Nos travaux actuels suggèrent que l’expression de Tsc2 dans les dGC nouvellement formées chez l’adulte est essentielle pour réguler la signalisation neuronale, y compris l’activité de mTOR et l’activité de base du réseau. Nous observons également que l’expression de Tsc2 dans les dGC nouvellement formées chez l’adulte est importante pour divers aspects comportementaux, notamment la cognition, l’apprentissage et la mémoire, ainsi que la susceptibilité aux crises. Avec notre recherche en cours, cette approche ciblée nous permettra de mieux comprendre le rôle de Tsc2 dans l’influence de la signalisation cellulaire neuronale, de la morphologie et du comportement dans l’hippocampe.
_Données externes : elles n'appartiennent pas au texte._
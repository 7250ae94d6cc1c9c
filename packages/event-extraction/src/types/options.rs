//! Pipeline configuration.

use chrono::{DateTime, Utc};
use std::time::Duration;

use super::field::Confidence;
use super::layer::LayerId;

/// Configuration for one extractor instance.
#[derive(Debug, Clone)]
pub struct ExtractOptions {
    /// Layers the orchestrator may run. Default: all six.
    pub enabled_layers: Vec<LayerId>,

    /// Hard deadline per layer invocation. Default: 10 seconds.
    pub layer_timeout: Duration,

    /// The conditional image-text layer runs only when the preliminary
    /// overall confidence is below this. Default: 70.
    pub trigger_threshold: Confidence,

    /// Maximum images the conditional layer inspects. Default: 3.
    pub max_images: usize,

    /// Scoring weight for the image-text layer. The documented baseline
    /// is 0.5; callers may tune it without changing the contract.
    pub image_text_weight: f32,

    /// Apply business-rule validation to the merged record. Default: on.
    pub validate: bool,

    /// Reference time for the date sanity window and synthesized
    /// defaults. `None` means wall-clock now; tests pin it.
    pub reference_time: Option<DateTime<Utc>>,
}

impl Default for ExtractOptions {
    fn default() -> Self {
        Self {
            enabled_layers: LayerId::ALL.to_vec(),
            layer_timeout: Duration::from_secs(10),
            trigger_threshold: Confidence::new(70),
            max_images: 3,
            image_text_weight: LayerId::ImageText.weight(),
            validate: true,
            reference_time: None,
        }
    }
}

impl ExtractOptions {
    /// Create options with default values.
    pub fn new() -> Self {
        Self::default()
    }

    /// Restrict which layers run.
    pub fn with_layers(mut self, layers: impl IntoIterator<Item = LayerId>) -> Self {
        self.enabled_layers = layers.into_iter().collect();
        self
    }

    /// Set the per-layer deadline.
    pub fn with_layer_timeout(mut self, timeout: Duration) -> Self {
        self.layer_timeout = timeout;
        self
    }

    /// Set the conditional-layer trigger threshold.
    pub fn with_trigger_threshold(mut self, threshold: impl Into<Confidence>) -> Self {
        self.trigger_threshold = threshold.into();
        self
    }

    /// Cap the number of images the conditional layer inspects.
    pub fn with_max_images(mut self, max: usize) -> Self {
        self.max_images = max;
        self
    }

    /// Override the image-text layer weight.
    pub fn with_image_text_weight(mut self, weight: f32) -> Self {
        self.image_text_weight = weight.clamp(0.0, 1.0);
        self
    }

    /// Skip business-rule validation.
    pub fn without_validation(mut self) -> Self {
        self.validate = false;
        self
    }

    /// Pin the reference time.
    pub fn with_reference_time(mut self, now: DateTime<Utc>) -> Self {
        self.reference_time = Some(now);
        self
    }

    /// Whether a layer is enabled.
    pub fn layer_enabled(&self, layer: LayerId) -> bool {
        self.enabled_layers.contains(&layer)
    }

    /// The effective reference time.
    pub fn now(&self) -> DateTime<Utc> {
        self.reference_time.unwrap_or_else(Utc::now)
    }
}

#[cfg(test)]
mod tests {
    use super::*;

    #[test]
    fn test_defaults() {
        let options = ExtractOptions::default();
        assert_eq!(options.enabled_layers.len(), 6);
        assert_eq!(options.trigger_threshold, Confidence::new(70));
        assert_eq!(options.max_images, 3);
        assert!(options.validate);
    }

    #[test]
    fn test_builder() {
        let options = ExtractOptions::new()
            .with_layers([LayerId::StructuredData, LayerId::MetaTags])
            .with_layer_timeout(Duration::from_secs(2))
            .with_trigger_threshold(50)
            .without_validation();

        assert!(options.layer_enabled(LayerId::MetaTags));
        assert!(!options.layer_enabled(LayerId::ImageText));
        assert_eq!(options.layer_timeout, Duration::from_secs(2));
        assert!(!options.validate);
    }

    #[test]
    fn test_image_text_weight_clamped() {
        let options = ExtractOptions::new().with_image_text_weight(1.8);
        assert_eq!(options.image_text_weight, 1.0);
    }
}
//! Testing utilities including mock implementations.
//!
//! These are useful for testing applications that use the pipeline
//! without a real browser or recognition backend.

use async_trait::async_trait;
use std::collections::HashMap;
use std::sync::{Arc, RwLock};

use crate::error::{DocumentError, DocumentResult, RecognizerResult};
use crate::traits::{Document, ElementSnapshot, Recognition, TextRecognizer};

/// A canned document snapshot.
///
/// Selectors, metadata tags, text regions, and image bytes are all
/// configured up front with builder methods; anything not configured
/// reads as absent, matching a page that simply lacks the data.
///
/// # Example
///
/// ```rust
/// use event_extraction::testing::MockDocument;
/// use event_extraction::ElementSnapshot;
///
/// let doc = MockDocument::new("https://example.com/events/1")
///     .with_title("Jazz Night | Blue Note")
///     .with_meta("og:title", "Jazz Night")
///     .with_elements("h1", vec![ElementSnapshot::new("Jazz Night")]);
/// ```
#[derive(Debug, Clone, Default)]
pub struct MockDocument {
    url: String,
    title: Option<String>,
    body: String,
    regions: HashMap<String, String>,
    metas: HashMap<String, String>,
    selections: HashMap<String, Vec<ElementSnapshot>>,
    images: HashMap<String, Vec<u8>>,
    fail_select: bool,
    fail_body: bool,
    fail_meta: bool,
    fail_title: bool,
}

impl MockDocument {
    /// Create an empty document at a URL.
    pub fn new(url: impl Into<String>) -> Self {
        Self {
            url: url.into(),
            ..Default::default()
        }
    }

    /// Set the document title.
    pub fn with_title(mut self, title: impl Into<String>) -> Self {
        self.title = Some(title.into());
        self
    }

    /// Set the visible body text.
    pub fn with_body(mut self, body: impl Into<String>) -> Self {
        self.body = body.into();
        self
    }

    /// Set the text of a region selector.
    pub fn with_region(mut self, selector: impl Into<String>, text: impl Into<String>) -> Self {
        self.regions.insert(selector.into(), text.into());
        self
    }

    /// Set a metadata tag.
    pub fn with_meta(mut self, key: impl Into<String>, value: impl Into<String>) -> Self {
        self.metas.insert(key.into(), value.into());
        self
    }

    /// Set the elements a selector matches.
    pub fn with_elements(
        mut self,
        selector: impl Into<String>,
        elements: Vec<ElementSnapshot>,
    ) -> Self {
        self.selections.insert(selector.into(), elements);
        self
    }

    /// Set the bytes served for an image URL.
    pub fn with_image(mut self, url: impl Into<String>, bytes: Vec<u8>) -> Self {
        self.images.insert(url.into(), bytes);
        self
    }

    /// Make every selector query fail.
    pub fn with_select_error(mut self) -> Self {
        self.fail_select = true;
        self
    }

    /// Make body and region reads fail.
    pub fn with_body_error(mut self) -> Self {
        self.fail_body = true;
        self
    }

    /// Make metadata reads fail.
    pub fn with_meta_error(mut self) -> Self {
        self.fail_meta = true;
        self
    }

    /// Make title reads fail.
    pub fn with_title_error(mut self) -> Self {
        self.fail_title = true;
        self
    }
}

#[async_trait]
impl Document for MockDocument {
    fn url(&self) -> &str {
        &self.url
    }

    async fn title(&self) -> DocumentResult<Option<String>> {
        if self.fail_title {
            return Err(DocumentError::Unavailable("title read failed".into()));
        }
        Ok(self.title.clone())
    }

    async fn body_text(&self) -> DocumentResult<String> {
        if self.fail_body {
            return Err(DocumentError::Unavailable("body read failed".into()));
        }
        Ok(self.body.clone())
    }

    async fn region_text(&self, selector: &str) -> DocumentResult<Option<String>> {
        if self.fail_body {
            return Err(DocumentError::Unavailable("region read failed".into()));
        }
        Ok(self.regions.get(selector).cloned())
    }

    async fn meta(&self, key: &str) -> DocumentResult<Option<String>> {
        if self.fail_meta {
            return Err(DocumentError::Unavailable("meta read failed".into()));
        }
        Ok(self.metas.get(key).cloned())
    }

    async fn select(&self, selector: &str) -> DocumentResult<Vec<ElementSnapshot>> {
        if self.fail_select {
            return Err(DocumentError::BadSelector(format!(
                "selector query failed: {selector}"
            )));
        }
        Ok(self.selections.get(selector).cloned().unwrap_or_default())
    }

    async fn image_bytes(&self, url: &str) -> DocumentResult<Vec<u8>> {
        self.images
            .get(url)
            .cloned()
            .ok_or_else(|| DocumentError::Io(format!("no such image: {url}")))
    }
}

/// A canned text recognizer with call tracking.
///
/// Recognitions are keyed by the exact image bytes; unknown bytes
/// recognize as empty text.
#[derive(Debug, Clone, Default)]
pub struct MockRecognizer {
    recognitions: Arc<RwLock<HashMap<Vec<u8>, Recognition>>>,
    calls: Arc<RwLock<usize>>,
}

impl MockRecognizer {
    /// Create a recognizer that recognizes nothing.
    pub fn new() -> Self {
        Self::default()
    }

    /// Add recognized text for an image.
    pub fn with_text(self, image: Vec<u8>, text: impl Into<String>) -> Self {
        self.recognitions
            .write()
            .unwrap()
            .insert(image, Recognition::new(text));
        self
    }

    /// Add a full recognition result for an image.
    pub fn with_recognition(self, image: Vec<u8>, recognition: Recognition) -> Self {
        self.recognitions.write().unwrap().insert(image, recognition);
        self
    }

    /// Number of recognize calls made.
    pub fn call_count(&self) -> usize {
        *self.calls.read().unwrap()
    }
}

#[async_trait]
impl TextRecognizer for MockRecognizer {
    async fn recognize(&self, image: &[u8]) -> RecognizerResult<Recognition> {
        *self.calls.write().unwrap() += 1;
        Ok(self
            .recognitions
            .read()
            .unwrap()
            .get(image)
            .cloned()
            .unwrap_or_default())
    }

    fn name(&self) -> &str {
        "mock"
    }
}

#[cfg(test)]
mod tests {
    use super::*;

    #[tokio::test]
    async fn test_mock_document_canned_values() {
        let doc = MockDocument::new("https://example.com")
            .with_title("Title")
            .with_body("Body text")
            .with_meta("og:title", "Meta Title")
            .with_elements("h1", vec![ElementSnapshot::new("Heading")]);

        assert_eq!(doc.url(), "https://example.com");
        assert_eq!(doc.title().await.unwrap().as_deref(), Some("Title"));
        assert_eq!(doc.body_text().await.unwrap(), "Body text");
        assert_eq!(
            doc.meta("og:title").await.unwrap().as_deref(),
            Some("Meta Title")
        );
        assert_eq!(doc.select("h1").await.unwrap().len(), 1);
        assert!(doc.select("h2").await.unwrap().is_empty());
    }

    #[tokio::test]
    async fn test_mock_document_failures() {
        let doc = MockDocument::new("https://example.com")
            .with_select_error()
            .with_body_error();

        assert!(doc.select("h1").await.is_err());
        assert!(doc.body_text().await.is_err());
        assert!(doc.meta("og:title").await.is_ok());
    }

    #[tokio::test]
    async fn test_mock_recognizer_tracking() {
        let recognizer = MockRecognizer::new().with_text(vec![1], "FLYER TEXT");

        let hit = recognizer.recognize(&[1]).await.unwrap();
        let miss = recognizer.recognize(&[2]).await.unwrap();

        assert_eq!(hit.text, "FLYER TEXT");
        assert!(!miss.has_text());
        assert_eq!(recognizer.call_count(), 2);
    }
}
//! Property tests for the merge and validation invariants.

use chrono::{TimeZone, Utc};
use proptest::prelude::*;

use event_extraction::{
    merge, validate, LayerId, LayerOutput, MergedRecord, Scored, CATEGORY_WHITELIST,
};

fn arb_scored_text() -> impl Strategy<Value = Option<Scored<String>>> {
    proptest::option::of(
        ("[A-Za-z0-9 ]{1,40}", 0u8..=100u8).prop_map(|(text, conf)| Scored::new(text, conf)),
    )
}

fn arb_output() -> impl Strategy<Value = LayerOutput> {
    (
        0usize..LayerId::ALL.len(),
        arb_scored_text(),
        arb_scored_text(),
        proptest::option::of((proptest::bool::ANY, 0u8..=100u8)),
    )
        .prop_map(|(layer_idx, title, venue, free)| {
            let mut output = LayerOutput::empty(LayerId::ALL[layer_idx]);
            output.title = title;
            output.venue = venue;
            output.free = free.map(|(value, conf)| Scored::new(value, conf));
            output
        })
}

proptest! {
    #[test]
    fn merge_is_idempotent(outputs in proptest::collection::vec(arb_output(), 0..6)) {
        let first = merge(&outputs);
        let second = merge(&outputs);
        prop_assert_eq!(first, second);
    }

    #[test]
    fn single_layer_merge_is_passthrough(output in arb_output()) {
        let expected_title = output.title.as_ref().map(|s| s.value.clone());
        let expected_venue = output.venue.as_ref().map(|s| s.value.clone());

        let (merged, _) = merge(std::slice::from_ref(&output));

        prop_assert_eq!(merged.title, expected_title);
        prop_assert_eq!(merged.venue, expected_venue);
    }

    #[test]
    fn merged_fields_come_from_some_layer(outputs in proptest::collection::vec(arb_output(), 0..6)) {
        let (merged, _) = merge(&outputs);
        if let Some(title) = &merged.title {
            prop_assert!(outputs
                .iter()
                .any(|o| o.title.as_ref().is_some_and(|s| &s.value == title)));
        }
        if let Some(venue) = &merged.venue {
            prop_assert!(outputs
                .iter()
                .any(|o| o.venue.as_ref().is_some_and(|s| &s.value == venue)));
        }
    }

    #[test]
    fn validated_address_always_contains_comma(address in proptest::option::of("[A-Za-z0-9 ]{0,60}")) {
        let merged = MergedRecord {
            address,
            ..Default::default()
        };
        let now = Utc.with_ymd_and_hms(2025, 5, 1, 12, 0, 0).unwrap();

        let (record, _) = validate(&merged, now);
        prop_assert!(record.address.contains(','));
    }

    #[test]
    fn validated_categories_are_capped_and_whitelisted(
        raw in proptest::collection::vec("[A-Za-z ]{1,20}", 0..6),
        title in "[A-Za-z ]{0,60}",
    ) {
        let merged = MergedRecord {
            title: Some(title),
            categories: Some(raw),
            ..Default::default()
        };
        let now = Utc.with_ymd_and_hms(2025, 5, 1, 12, 0, 0).unwrap();

        let (record, _) = validate(&merged, now);
        prop_assert!((1..=2).contains(&record.categories.len()));
        for category in &record.categories {
            prop_assert!(CATEGORY_WHITELIST.contains(&category.as_str()));
        }
    }

    #[test]
    fn validated_required_fields_never_empty(
        title in proptest::option::of("[A-Za-z ]{0,30}"),
        venue in proptest::option::of("[A-Za-z ]{0,30}"),
    ) {
        let merged = MergedRecord {
            title,
            venue,
            ..Default::default()
        };
        let now = Utc.with_ymd_and_hms(2025, 5, 1, 12, 0, 0).unwrap();

        let (record, outcome) = validate(&merged, now);
        prop_assert!(!record.title.is_empty());
        prop_assert!(!record.description.is_empty());
        prop_assert!(!record.venue.is_empty());
        prop_assert!(!record.address.is_empty());
        prop_assert!(!record.date.is_empty());
        prop_assert!(outcome.is_valid);
    }
}
//! Field merger: fuse layer outputs into one value per field.
//!
//! Pure and stateless. Scalars take the single highest-confidence
//! contributor, collections union every contributor's entries, and
//! structured objects shallow-merge with lower-ranked contributors
//! filling gaps only. Confidence ties break by layer priority.

use crate::types::{
    Field, LayerId, LayerOutput, MergeDecision, MergeStrategy, MergedRecord, Organizer, Scored,
};

/// Merge all layer outputs into a single record.
///
/// Returns the merged values plus one decision per populated field,
/// recording which layers contributed the winning value. Merging the
/// same outputs twice yields the same result.
pub fn merge(outputs: &[LayerOutput]) -> (MergedRecord, Vec<MergeDecision>) {
    let mut merged = MergedRecord::default();
    let mut decisions = Vec::new();

    let mut decide = |field: Field, winners: Vec<LayerId>, strategy: MergeStrategy| {
        decisions.push(MergeDecision {
            field,
            winners,
            strategy,
        });
    };

    if let Some((value, winners)) = pick_scalar(outputs, |o| o.title.as_ref()) {
        merged.title = Some(value);
        decide(Field::Title, winners, MergeStrategy::HighestConfidence);
    }
    if let Some((value, winners)) = pick_scalar(outputs, |o| o.description.as_ref()) {
        merged.description = Some(value);
        decide(Field::Description, winners, MergeStrategy::HighestConfidence);
    }
    if let Some((value, winners)) = pick_scalar(outputs, |o| o.venue.as_ref()) {
        merged.venue = Some(value);
        decide(Field::Venue, winners, MergeStrategy::HighestConfidence);
    }
    if let Some((value, winners)) = pick_scalar(outputs, |o| o.address.as_ref()) {
        merged.address = Some(value);
        decide(Field::Address, winners, MergeStrategy::HighestConfidence);
    }
    if let Some((value, winners)) = pick_scalar(outputs, |o| o.date.as_ref()) {
        merged.date = Some(value);
        decide(Field::Date, winners, MergeStrategy::HighestConfidence);
    }
    if let Some((value, winners)) = pick_scalar(outputs, |o| o.end_date.as_ref()) {
        merged.end_date = Some(value);
        decide(Field::EndDate, winners, MergeStrategy::HighestConfidence);
    }
    if let Some((value, winners)) = pick_scalar(outputs, |o| o.start_time.as_ref()) {
        merged.start_time = Some(value);
        decide(Field::StartTime, winners, MergeStrategy::HighestConfidence);
    }
    if let Some((value, winners)) = pick_scalar(outputs, |o| o.end_time.as_ref()) {
        merged.end_time = Some(value);
        decide(Field::EndTime, winners, MergeStrategy::HighestConfidence);
    }
    if let Some((value, winners)) = pick_scalar(outputs, |o| o.price.as_ref()) {
        merged.price = Some(value);
        decide(Field::Price, winners, MergeStrategy::HighestConfidence);
    }
    if let Some((value, winners)) = pick_scalar(outputs, |o| o.free.as_ref()) {
        merged.free = Some(value);
        decide(Field::Free, winners, MergeStrategy::HighestConfidence);
    }
    if let Some((value, winners)) = pick_scalar(outputs, |o| o.sold_out.as_ref()) {
        merged.sold_out = Some(value);
        decide(Field::SoldOut, winners, MergeStrategy::HighestConfidence);
    }
    if let Some((value, winners)) = pick_scalar(outputs, |o| o.coordinates.as_ref()) {
        merged.coordinates = Some(value);
        decide(Field::Coordinates, winners, MergeStrategy::HighestConfidence);
    }
    if let Some((value, winners)) = pick_scalar(outputs, |o| o.tickets_link.as_ref()) {
        merged.tickets_link = Some(value);
        decide(Field::TicketsLink, winners, MergeStrategy::HighestConfidence);
    }
    if let Some((value, winners)) = pick_scalar(outputs, |o| o.phone.as_ref()) {
        merged.phone = Some(value);
        decide(Field::Phone, winners, MergeStrategy::HighestConfidence);
    }
    if let Some((value, winners)) = pick_scalar(outputs, |o| o.email.as_ref()) {
        merged.email = Some(value);
        decide(Field::Email, winners, MergeStrategy::HighestConfidence);
    }

    if let Some((value, winners)) = union_collection(outputs, |o| o.categories.as_ref()) {
        merged.categories = Some(value);
        decide(Field::Categories, winners, MergeStrategy::CollectionUnion);
    }
    if let Some((value, winners)) = union_collection(outputs, |o| o.image_urls.as_ref()) {
        merged.image_urls = Some(value);
        decide(Field::ImageUrls, winners, MergeStrategy::CollectionUnion);
    }

    if let Some((value, winners)) = merge_organizer(outputs) {
        merged.organizer = Some(value);
        decide(Field::Organizer, winners, MergeStrategy::GapFill);
    }

    (merged, decisions)
}

/// Contributors for one field, best first.
///
/// Order is confidence descending, then layer priority.
fn ranked_contributions<'a, T, F>(
    outputs: &'a [LayerOutput],
    accessor: F,
) -> Vec<(LayerId, &'a Scored<T>)>
where
    F: Fn(&'a LayerOutput) -> Option<&'a Scored<T>>,
{
    let mut contributions: Vec<(LayerId, &Scored<T>)> = outputs
        .iter()
        .filter_map(|o| accessor(o).map(|s| (o.layer, s)))
        .collect();
    contributions.sort_by(|a, b| {
        b.1.confidence
            .cmp(&a.1.confidence)
            .then(a.0.cmp(&b.0))
    });
    contributions
}

/// Highest-confidence contributor wins; winners lists every layer whose
/// value matches the winning one.
fn pick_scalar<'a, T, F>(outputs: &'a [LayerOutput], accessor: F) -> Option<(T, Vec<LayerId>)>
where
    T: Clone + PartialEq + 'a,
    F: Fn(&'a LayerOutput) -> Option<&'a Scored<T>>,
{
    let contributions = ranked_contributions(outputs, accessor);
    let (_, winner) = contributions.first()?;
    let mut winners: Vec<LayerId> = contributions
        .iter()
        .filter(|(_, s)| s.value == winner.value)
        .map(|(layer, _)| *layer)
        .collect();
    winners.sort();
    Some((winner.value.clone(), winners))
}

/// Union of every contributor's entries, first appearance wins,
/// contributors visited best first.
fn union_collection<'a, F>(
    outputs: &'a [LayerOutput],
    accessor: F,
) -> Option<(Vec<String>, Vec<LayerId>)>
where
    F: Fn(&'a LayerOutput) -> Option<&'a Scored<Vec<String>>>,
{
    let contributions = ranked_contributions(outputs, accessor);
    if contributions.is_empty() {
        return None;
    }

    let mut entries: Vec<String> = Vec::new();
    let mut winners: Vec<LayerId> = Vec::new();
    for (layer, scored) in &contributions {
        for item in &scored.value {
            if !entries.contains(item) {
                entries.push(item.clone());
            }
        }
        winners.push(*layer);
    }
    winners.sort();
    Some((entries, winners))
}

/// Winner's struct, later contributors fill only missing parts.
fn merge_organizer(outputs: &[LayerOutput]) -> Option<(Organizer, Vec<LayerId>)> {
    let contributions = ranked_contributions(outputs, |o| o.organizer.as_ref());
    let (first_layer, winner) = contributions.first()?;

    let mut result = winner.value.clone();
    let mut winners = vec![*first_layer];
    for (layer, scored) in contributions.iter().skip(1) {
        let mut filled = false;
        if result.name.is_none() && scored.value.name.is_some() {
            result.name = scored.value.name.clone();
            filled = true;
        }
        if result.url.is_none() && scored.value.url.is_some() {
            result.url = scored.value.url.clone();
            filled = true;
        }
        // Agreeing contributors count as winners even without a fill
        if filled || organizer_agrees(&scored.value, &result) {
            winners.push(*layer);
        }
    }
    winners.sort();
    winners.dedup();
    Some((result, winners))
}

/// Whether a contributor's partial struct is consistent with the merged
/// one.
fn organizer_agrees(candidate: &Organizer, merged: &Organizer) -> bool {
    let name_ok = match (&candidate.name, &merged.name) {
        (Some(a), Some(b)) => a == b,
        (Some(_), None) => false,
        (None, _) => true,
    };
    let url_ok = match (&candidate.url, &merged.url) {
        (Some(a), Some(b)) => a == b,
        (Some(_), None) => false,
        (None, _) => true,
    };
    name_ok && url_ok
}

#[cfg(test)]
mod tests {
    use super::*;

    fn output(layer: LayerId) -> LayerOutput {
        LayerOutput::empty(layer)
    }

    #[test]
    fn test_highest_confidence_wins() {
        let mut a = output(LayerId::StructuredData);
        a.title = Some(Scored::new("Jazz Night".to_string(), 90));
        let mut b = output(LayerId::MetaTags);
        b.title = Some(Scored::new("Jazz Night | Blue Note".to_string(), 85));

        let (merged, decisions) = merge(&[a, b]);

        assert_eq!(merged.title.as_deref(), Some("Jazz Night"));
        let decision = decisions.iter().find(|d| d.field == Field::Title).unwrap();
        assert_eq!(decision.winners, vec![LayerId::StructuredData]);
        assert_eq!(decision.strategy, MergeStrategy::HighestConfidence);
    }

    #[test]
    fn test_tie_breaks_by_layer_priority() {
        let mut a = output(LayerId::Semantic);
        a.venue = Some(Scored::new("Turf Club".to_string(), 70));
        let mut b = output(LayerId::MetaTags);
        b.venue = Some(Scored::new("First Avenue".to_string(), 70));

        // Later in the slice, but higher priority
        let (merged, _) = merge(&[a, b]);
        assert_eq!(merged.venue.as_deref(), Some("First Avenue"));
    }

    #[test]
    fn test_agreeing_layers_are_all_winners() {
        let mut a = output(LayerId::StructuredData);
        a.date = Some(Scored::new("2025-06-01".to_string(), 90));
        let mut b = output(LayerId::TextPatterns);
        b.date = Some(Scored::new("2025-06-01".to_string(), 70));
        let mut c = output(LayerId::ContentAnalysis);
        c.date = Some(Scored::new("2025-08-15".to_string(), 25));

        let (_, decisions) = merge(&[a, b, c]);
        let decision = decisions.iter().find(|d| d.field == Field::Date).unwrap();
        assert_eq!(
            decision.winners,
            vec![LayerId::StructuredData, LayerId::TextPatterns]
        );
    }

    #[test]
    fn test_collection_union_order() {
        let mut a = output(LayerId::MetaTags);
        a.image_urls = Some(Scored::new(
            vec!["https://a.com/1.jpg".to_string(), "https://a.com/2.jpg".to_string()],
            85,
        ));
        let mut b = output(LayerId::StructuredData);
        b.image_urls = Some(Scored::new(
            vec!["https://a.com/2.jpg".to_string(), "https://a.com/3.jpg".to_string()],
            90,
        ));

        let (merged, decisions) = merge(&[a, b]);

        // Higher-confidence contributor's entries appear first
        assert_eq!(
            merged.image_urls.unwrap(),
            vec![
                "https://a.com/2.jpg".to_string(),
                "https://a.com/3.jpg".to_string(),
                "https://a.com/1.jpg".to_string()
            ]
        );
        let decision = decisions
            .iter()
            .find(|d| d.field == Field::ImageUrls)
            .unwrap();
        assert_eq!(decision.strategy, MergeStrategy::CollectionUnion);
        assert_eq!(
            decision.winners,
            vec![LayerId::StructuredData, LayerId::MetaTags]
        );
    }

    #[test]
    fn test_organizer_gap_fill() {
        let mut a = output(LayerId::StructuredData);
        a.organizer = Some(Scored::new(Organizer::named("Blue Note"), 90));
        let mut b = output(LayerId::Semantic);
        b.organizer = Some(Scored::new(
            Organizer {
                name: None,
                url: Some("https://bluenote.com".to_string()),
            },
            60,
        ));

        let (merged, decisions) = merge(&[a, b]);

        let organizer = merged.organizer.unwrap();
        assert_eq!(organizer.name.as_deref(), Some("Blue Note"));
        assert_eq!(organizer.url.as_deref(), Some("https://bluenote.com"));
        let decision = decisions
            .iter()
            .find(|d| d.field == Field::Organizer)
            .unwrap();
        assert_eq!(decision.strategy, MergeStrategy::GapFill);
    }

    #[test]
    fn test_single_layer_passthrough() {
        let mut a = output(LayerId::MetaTags);
        a.title = Some(Scored::new("Solo Show".to_string(), 65));
        a.free = Some(Scored::new(true, 70));

        let (merged, _) = merge(std::slice::from_ref(&a));
        assert_eq!(merged.title.as_deref(), Some("Solo Show"));
        assert_eq!(merged.free, Some(true));
    }

    #[test]
    fn test_merge_is_idempotent() {
        let mut a = output(LayerId::StructuredData);
        a.title = Some(Scored::new("Jazz Night".to_string(), 90));
        a.image_urls = Some(Scored::new(vec!["https://a.com/1.jpg".to_string()], 90));
        let mut b = output(LayerId::ContentAnalysis);
        b.title = Some(Scored::new("Example Event".to_string(), 30));

        let outputs = vec![a, b];
        let first = merge(&outputs);
        let second = merge(&outputs);
        assert_eq!(first.0, second.0);
        assert_eq!(first.1, second.1);
    }

    #[test]
    fn test_absent_fields_stay_absent() {
        let (merged, decisions) = merge(&[output(LayerId::StructuredData)]);
        assert!(merged.is_empty());
        assert!(decisions.is_empty());
    }
}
Elle révélera également comment la signalisation de Tsc2 au sein des dGC nouvellement formées chez l’adulte peut entraîner divers phénotypes observés chez les patients atteints de sclérose tubéreuse et déterminer dans quelle mesure ces cellules souches adultes contribuent aux symptômes similaires à la sclérose tubéreuse en influençant la fonction des réseaux neuronaux existants.